> _Assignment_
Exactly as written, restate the material below from its first line through the line containing "call runs to", and stop there.

> _Data for review_
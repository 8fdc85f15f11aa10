//! # Call Plumbing
//!
//! The synchronous call seam between components. A component that can be
//! invoked at an address implements [`Callee`]; whoever performs outbound
//! calls for a component implements [`CallDispatcher`] and routes a
//! [`CallRequest`] to the callee registered at `request.to`.
//!
//! Execution is one complete call at a time: a dispatched call runs to
//! completion (or fails as a unit) before control returns to the caller.

use crate::primitives::{Address, Bytes, U256};
use serde::{Deserialize, Serialize};

// =============================================================================
// CALL REQUEST
// =============================================================================

/// A single inbound call addressed to a component.
///
/// `caller` is set by the runtime performing the dispatch, never by the party
/// that authored `input`; callees may base trust decisions on it.
#[derive(Clone, Debug, PartialEq, Eq, Serialize, Deserialize)]
pub struct CallRequest {
    /// Immediate caller (the component or account performing this call).
    pub caller: Address,
    /// Call target.
    pub to: Address,
    /// Opaque amount forwarded with the call. Not interpreted by the plumbing.
    pub value: U256,
    /// Execution-cost ceiling for the call. Not interpreted by the plumbing.
    pub gas_limit: u64,
    /// Call payload (an encoded call for the target).
    pub input: Bytes,
}

// =============================================================================
// CALL OUTCOME
// =============================================================================

/// Result of a dispatched call.
///
/// On failure, `output` carries the callee's revert data (possibly empty).
/// A failed call leaves no observable state changes in the callee; effects
/// are applied only when `success` is true.
#[derive(Clone, Debug, PartialEq, Eq, Serialize, Deserialize)]
pub struct CallOutcome {
    /// Whether the call completed successfully.
    pub success: bool,
    /// Return data on success, revert data on failure.
    pub output: Bytes,
}

impl CallOutcome {
    /// Creates a successful outcome with return data.
    #[must_use]
    pub fn success(output: Bytes) -> Self {
        Self {
            success: true,
            output,
        }
    }

    /// Creates a failed outcome carrying revert data.
    #[must_use]
    pub fn revert(data: Bytes) -> Self {
        Self {
            success: false,
            output: data,
        }
    }
}

// =============================================================================
// TRAITS
// =============================================================================

/// A component reachable at an address.
///
/// Implementations must be all-or-nothing: when the returned outcome has
/// `success == false`, the call must not have left any observable state
/// change behind.
pub trait Callee {
    /// Handles a single inbound call.
    fn call(&mut self, request: CallRequest) -> CallOutcome;
}

/// Routes outbound calls by target address.
///
/// A dispatcher for an unknown target reports a failed outcome with empty
/// revert data rather than panicking.
pub trait CallDispatcher {
    /// Dispatches `request` to the callee registered at `request.to`.
    fn dispatch(&mut self, request: CallRequest) -> CallOutcome;
}

// =============================================================================
// TESTS
// =============================================================================
//! # Primitive Value Objects
//!
//! Fixed-width identities and hashes plus a variable-length byte container.
//! These types are defined by their value, not identity, and carry no
//! domain logic of their own.

use serde::{Deserialize, Serialize};
use std::fmt;

// Re-export U256 from primitive-types for 256-bit opaque amounts.
pub use primitive_types::U256;

// =============================================================================
// ADDRESS (20 bytes)
// =============================================================================

/// A 20-byte account address.
///
/// Derived from a secp256k1 public key (keccak-256, last 20 bytes) and used
/// both as a signer identity and as the routing key for call dispatch.
#[derive(Clone, Copy, PartialEq, Eq, Hash, Default, Serialize, Deserialize)]
pub struct Address(pub [u8; 20]);

impl Address {
    /// Byte width of an address.
    pub const LEN: usize = 20;

    /// The zero address (0x0000...0000).
    pub const ZERO: Self = Self([0u8; 20]);

    /// Creates an address from a 20-byte array.
    #[must_use]
    pub const fn new(bytes: [u8; 20]) -> Self {
        Self(bytes)
    }

    /// Creates an address from a slice. Returns `None` if wrong length.
    #[must_use]
    pub fn from_slice(slice: &[u8]) -> Option<Self> {
        if slice.len() == Self::LEN {
            let mut bytes = [0u8; 20];
            bytes.copy_from_slice(slice);
            Some(Self(bytes))
        } else {
            None
        }
    }

    /// Returns the underlying bytes.
    #[must_use]
    pub const fn as_bytes(&self) -> &[u8; 20] {
        &self.0
    }

    /// Returns true if this is the zero address.
    #[must_use]
    pub fn is_zero(&self) -> bool {
        self.0 == [0u8; 20]
    }
}

impl fmt::Debug for Address {
    fn fmt(&self, f: &mut fmt::Formatter<'_>) -> fmt::Result {
        write!(f, "0x")?;
        for byte in &self.0 {
            write!(f, "{byte:02x}")?;
        }
        Ok(())
    }
}

impl fmt::Display for Address {
    fn fmt(&self, f: &mut fmt::Formatter<'_>) -> fmt::Result {
        write!(f, "0x")?;
        for byte in &self.0[..4] {
            write!(f, "{byte:02x}")?;
        }
        write!(f, "...")?;
        for byte in &self.0[18..] {
            write!(f, "{byte:02x}")?;
        }
        Ok(())
    }
}

impl From<[u8; 20]> for Address {
    fn from(bytes: [u8; 20]) -> Self {
        Self(bytes)
    }
}

impl From<Address> for [u8; 20] {
    fn from(addr: Address) -> Self {
        addr.0
    }
}

// =============================================================================
// HASH (32 bytes)
// =============================================================================

/// A 32-byte keccak-256 digest.
#[derive(Clone, Copy, PartialEq, Eq, Hash, Default, Serialize, Deserialize)]
pub struct Hash(pub [u8; 32]);

impl Hash {
    /// The zero hash.
    pub const ZERO: Self = Self([0u8; 32]);

    /// Creates a hash from a 32-byte array.
    #[must_use]
    pub const fn new(bytes: [u8; 32]) -> Self {
        Self(bytes)
    }

    /// Returns the underlying bytes.
    #[must_use]
    pub const fn as_bytes(&self) -> &[u8; 32] {
        &self.0
    }
}

impl fmt::Debug for Hash {
    fn fmt(&self, f: &mut fmt::Formatter<'_>) -> fmt::Result {
        write!(f, "0x")?;
        for byte in &self.0 {
            write!(f, "{byte:02x}")?;
        }
        Ok(())
    }
}

impl From<[u8; 32]> for Hash {
    fn from(bytes: [u8; 32]) -> Self {
        Self(bytes)
    }
}

impl From<Hash> for [u8; 32] {
    fn from(hash: Hash) -> Self {
        hash.0
    }
}

// =============================================================================
// BYTES (variable length)
// =============================================================================

/// Variable-length byte vector for call payloads, return data and revert data.
#[derive(Clone, PartialEq, Eq, Hash, Default, Serialize, Deserialize)]
pub struct Bytes(pub Vec<u8>);

impl Bytes {
    /// Creates an empty `Bytes`.
    #[must_use]
    pub const fn new() -> Self {
        Self(Vec::new())
    }

    /// Creates `Bytes` from a vector.
    #[must_use]
    pub fn from_vec(vec: Vec<u8>) -> Self {
        Self(vec)
    }

    /// Creates `Bytes` from a slice.
    #[must_use]
    pub fn from_slice(slice: &[u8]) -> Self {
        Self(slice.to_vec())
    }

    /// Returns the underlying vector.
    #[must_use]
    pub fn into_vec(self) -> Vec<u8> {
        self.0
    }

    /// Returns a reference to the underlying slice.
    #[must_use]
    pub fn as_slice(&self) -> &[u8] {
        &self.0
    }

    /// Returns the length.
    #[must_use]
    pub fn len(&self) -> usize {
        self.0.len()
    }

    /// Returns true if empty.
    #[must_use]
    pub fn is_empty(&self) -> bool {
        self.0.is_empty()
    }
}

impl fmt::Debug for Bytes {
    fn fmt(&self, f: &mut fmt::Formatter<'_>) -> fmt::Result {
        if self.0.len() <= 8 {
            write!(f, "0x")?;
            for byte in &self.0 {
                write!(f, "{byte:02x}")?;
            }
        } else {
            write!(f, "0x")?;
            for byte in &self.0[..4] {
                write!(f, "{byte:02x}")?;
            }
            write!(f, "..({} bytes)", self.0.len())?;
        }
        Ok(())
    }
}

impl From<Vec<u8>> for Bytes {
    fn from(vec: Vec<u8>) -> Self {
        Self(vec)
    }
}

impl From<&[u8]> for Bytes {
    fn from(slice: &[u8]) -> Self {
        Self(slice.to_vec())
    }
}

impl AsRef<[u8]> for Bytes {
    fn as_ref(&self) -> &[u8] {
        &self.0
    }
}

// =============================================================================
// TESTS
// =============================================================================
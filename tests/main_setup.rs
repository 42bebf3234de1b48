use innosistemas_web::{
    AppConfig,
    config::{ConfigError, Env},
};
use serial_test::serial;
use std::{env, net::SocketAddr, panic, path::PathBuf};

const VARS: &[&str] = &["APP_ENV", "BIND_ADDR", "ASSETS_DIR"];

// --- Setup/Teardown Utilities ---

/// Runs `test` with the given variables set (None removes them) and restores the
/// previous environment afterwards.
fn run_with_env<T, R>(vars: &[(&'static str, Option<&str>)], test: T) -> R
where
    T: FnOnce() -> R + panic::UnwindSafe,
{
    let originals: Vec<(&str, Option<String>)> =
        VARS.iter().map(|&var| (var, env::var(var).ok())).collect();

    unsafe {
        for var in VARS {
            env::remove_var(var);
        }
        for (key, value) in vars {
            if let Some(value) = value {
                env::set_var(key, value);
            }
        }
    }

    let result = panic::catch_unwind(test);

    for (key, original_value) in originals.into_iter().rev() {
        unsafe {
            if let Some(val) = original_value {
                env::set_var(key, val);
            } else {
                env::remove_var(key);
            }
        }
    }

    match result {
        Ok(value) => value,
        Err(e) => panic::resume_unwind(e),
    }
}

// --- Tests ---

#[test]
#[serial]
fn test_app_config_local_env_defaults() {
    let config = run_with_env(&[("APP_ENV", Some("local"))], AppConfig::load).unwrap();

    assert_eq!(config.env, Env::Local);
    assert_eq!(config.bind_addr, "0.0.0.0:3000".parse::<SocketAddr>().unwrap());
    assert_eq!(config.assets_dir, PathBuf::from("public"));
}

#[test]
#[serial]
fn test_app_config_unknown_env_is_local() {
    let config = run_with_env(&[("APP_ENV", Some("staging"))], AppConfig::load).unwrap();
    assert_eq!(config.env, Env::Local);
}

#[test]
#[serial]
fn test_app_config_production_requires_assets_dir() {
    let result = run_with_env(&[("APP_ENV", Some("production"))], AppConfig::load);
    assert_eq!(result.unwrap_err(), ConfigError::Missing("ASSETS_DIR"));
}

#[test]
#[serial]
fn test_app_config_production_values() {
    let config = run_with_env(
        &[
            ("APP_ENV", Some("production")),
            ("ASSETS_DIR", Some("/srv/innosistemas/public")),
            ("BIND_ADDR", Some("127.0.0.1:8080")),
        ],
        AppConfig::load,
    )
    .unwrap();

    assert_eq!(config.env, Env::Production);
    assert_eq!(config.bind_addr, "127.0.0.1:8080".parse::<SocketAddr>().unwrap());
    assert_eq!(config.assets_dir, PathBuf::from("/srv/innosistemas/public"));
}

#[test]
#[serial]
fn test_app_config_rejects_bad_bind_addr() {
    let result = run_with_env(&[("BIND_ADDR", Some("not-an-address"))], AppConfig::load);
    assert_eq!(
        result.unwrap_err(),
        ConfigError::Invalid {
            var: "BIND_ADDR",
            value: "not-an-address".to_string()
        }
    );
}
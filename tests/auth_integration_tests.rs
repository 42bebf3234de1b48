use axum::{
    extract::FromRequestParts,
    http::{HeaderMap, HeaderValue, Method, Request, StatusCode, Uri, header, request::Parts},
};
use innosistemas_web::auth::{RoleClass, SessionCookies, SessionUser, UserInfoCookie};

// --- Helper Functions ---

/// Helper to get the mutable Parts struct from a generated Request
fn get_request_parts(method: Method, uri: Uri, cookie: Option<&str>) -> Parts {
    let mut builder = Request::builder().method(method).uri(uri);
    if let Some(cookie) = cookie {
        builder = builder.header(header::COOKIE, cookie);
    }
    let request = builder.body(axum::body::Body::empty()).unwrap();
    let (parts, _) = request.into_parts();
    parts
}

fn headers_with(cookies: &[&str]) -> HeaderMap {
    let mut headers = HeaderMap::new();
    for cookie in cookies {
        headers.append(header::COOKIE, HeaderValue::from_str(cookie).unwrap());
    }
    headers
}

// --- Role classification ---

#[test]
fn test_classify_accepts_bilingual_synonyms() {
    assert_eq!(RoleClass::classify(Some("admin")), RoleClass::Admin);
    assert_eq!(RoleClass::classify(Some("Administrador")), RoleClass::Admin);
    assert_eq!(RoleClass::classify(Some("student")), RoleClass::Student);
    assert_eq!(RoleClass::classify(Some("Estudiante")), RoleClass::Student);
    assert_eq!(RoleClass::classify(Some("professor")), RoleClass::Professor);
    assert_eq!(RoleClass::classify(Some("Profesor")), RoleClass::Professor);
}

#[test]
fn test_classify_ignores_case() {
    assert_eq!(RoleClass::classify(Some("ADMIN")), RoleClass::Admin);
    assert_eq!(RoleClass::classify(Some("eStUdIaNtE")), RoleClass::Student);
}

#[test]
fn test_classify_unknown_roles() {
    assert_eq!(RoleClass::classify(None), RoleClass::Unclassified);
    assert_eq!(RoleClass::classify(Some("")), RoleClass::Unclassified);
    assert_eq!(RoleClass::classify(Some("teacher")), RoleClass::Unclassified);
    assert_eq!(RoleClass::classify(Some(" admin")), RoleClass::Unclassified);
}

#[test]
fn test_unclassified_satisfies_nothing() {
    for required in [
        RoleClass::Admin,
        RoleClass::Student,
        RoleClass::Professor,
        RoleClass::Unclassified,
    ] {
        assert!(!RoleClass::Unclassified.satisfies(required));
    }
    assert!(RoleClass::Admin.satisfies(RoleClass::Admin));
    assert!(!RoleClass::Admin.satisfies(RoleClass::Student));
}

// --- Cookie decoding ---

#[test]
fn test_user_info_decode_variants() {
    assert_eq!(UserInfoCookie::decode(None), UserInfoCookie::Absent);
    assert_eq!(UserInfoCookie::decode(Some("{oops")), UserInfoCookie::Invalid);
    assert_eq!(UserInfoCookie::decode(Some("null")), UserInfoCookie::Invalid);

    let decoded = UserInfoCookie::decode(Some(r#"{"name":"Ana","role":"Estudiante"}"#));
    let info = decoded.user_info().unwrap();
    assert_eq!(info.name, "Ana");
    assert_eq!(decoded.role(), RoleClass::Student);
}

#[test]
fn test_user_info_without_role_is_unclassified() {
    let decoded = UserInfoCookie::decode(Some(r#"{"id":"7","email":"a@udea.edu.co"}"#));
    assert!(matches!(decoded, UserInfoCookie::Decoded { .. }));
    assert_eq!(decoded.role(), RoleClass::Unclassified);
}

#[test]
fn test_role_survives_mistyped_profile_fields() {
    let decoded = UserInfoCookie::decode(Some(r#"{"role":"admin","id":42,"courseIds":[1,2],"name":null}"#));
    assert_eq!(decoded.role(), RoleClass::Admin);
    assert!(decoded.user_info().is_none());

    let decoded = UserInfoCookie::decode(Some(r#"{"role":"Estudiante","permissions":null}"#));
    assert_eq!(decoded.role(), RoleClass::Student);
}

#[test]
fn test_session_cookies_percent_decoded() {
    let encoded = urlencoding::encode(r#"{"role":"admin","name":"Root; User"}"#);
    let headers = headers_with(&[&format!("theme=dark; auth_token=abc; user_info={}", encoded)]);
    let cookies = SessionCookies::from_headers(&headers);

    assert_eq!(cookies.token.as_deref(), Some("abc"));
    assert!(cookies.has_session());
    assert_eq!(cookies.role(), RoleClass::Admin);
    assert_eq!(cookies.user_info.user_info().unwrap().name, "Root; User");
}

#[test]
fn test_session_cookies_across_multiple_headers() {
    let headers = headers_with(&["auth_token=abc", r#"user_info={"role":"profesor"}"#]);
    let cookies = SessionCookies::from_headers(&headers);
    assert!(cookies.has_session());
    assert_eq!(cookies.role(), RoleClass::Professor);
}

#[test]
fn test_repeated_cookie_takes_last_value() {
    let cookies = SessionCookies::from_headers(&headers_with(&["auth_token=; auth_token=abc"]));
    assert_eq!(cookies.token.as_deref(), Some("abc"));
    assert!(cookies.has_session());

    let cookies = SessionCookies::from_headers(&headers_with(&["auth_token=abc", "auth_token="]));
    assert!(!cookies.has_session());

    let headers = headers_with(&[r#"user_info={"role":"student"}; user_info={"role":"admin"}"#]);
    assert_eq!(SessionCookies::from_headers(&headers).role(), RoleClass::Admin);
}

#[test]
fn test_missing_cookies() {
    let cookies = SessionCookies::from_headers(&HeaderMap::new());
    assert!(!cookies.has_session());
    assert_eq!(cookies.user_info, UserInfoCookie::Absent);
    assert_eq!(cookies.role(), RoleClass::Unclassified);
}

// --- SessionUser extractor ---

#[tokio::test]
async fn test_session_user_resolved_from_cookies() {
    let cookie = format!(
        "auth_token=abc; user_info={}",
        urlencoding::encode(r#"{"id":"42","name":"Ana","role":"student"}"#)
    );
    let mut parts = get_request_parts(Method::GET, "/dashboard".parse().unwrap(), Some(&cookie));

    let user = SessionUser::from_request_parts(&mut parts, &()).await.unwrap();
    assert_eq!(user.role, RoleClass::Student);
    assert_eq!(user.user_id(), "42");
    assert_eq!(user.info.unwrap().name, "Ana");
}

#[tokio::test]
async fn test_session_user_keeps_role_when_profile_mistyped() {
    let cookie = format!(
        "auth_token=abc; user_info={}",
        urlencoding::encode(r#"{"id":42,"role":"admin"}"#)
    );
    let mut parts = get_request_parts(Method::GET, "/admin".parse().unwrap(), Some(&cookie));

    let user = SessionUser::from_request_parts(&mut parts, &()).await.unwrap();
    assert_eq!(user.role, RoleClass::Admin);
    assert!(user.info.is_none());
    assert_eq!(user.user_id(), "current-user-id");
}

#[tokio::test]
async fn test_session_user_without_user_info() {
    let mut parts = get_request_parts(Method::GET, "/".parse().unwrap(), Some("auth_token=abc"));

    let user = SessionUser::from_request_parts(&mut parts, &()).await.unwrap();
    assert_eq!(user.role, RoleClass::Unclassified);
    assert!(user.info.is_none());
    assert_eq!(user.user_id(), "current-user-id");
}

#[tokio::test]
async fn test_session_user_rejects_missing_token() {
    let mut parts = get_request_parts(
        Method::GET,
        "/".parse().unwrap(),
        Some(r#"user_info={"role":"admin"}"#),
    );

    let result = SessionUser::from_request_parts(&mut parts, &()).await;
    assert_eq!(result.unwrap_err(), StatusCode::UNAUTHORIZED);
}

> _Reply to the task_
repository 8fdc85f15f11aa10
//! # Call Plumbing
//!
//! The synchronous call seam between components. A component that can be
//! invoked at an address implements [`Callee`]; whoever performs outbound
//! calls for a component implements [`CallDispatcher`] and routes a
//! [`CallRequest`] to the callee registered at `request.to`.
//!
//! Execution is one complete call at a time: a dispatched call runs to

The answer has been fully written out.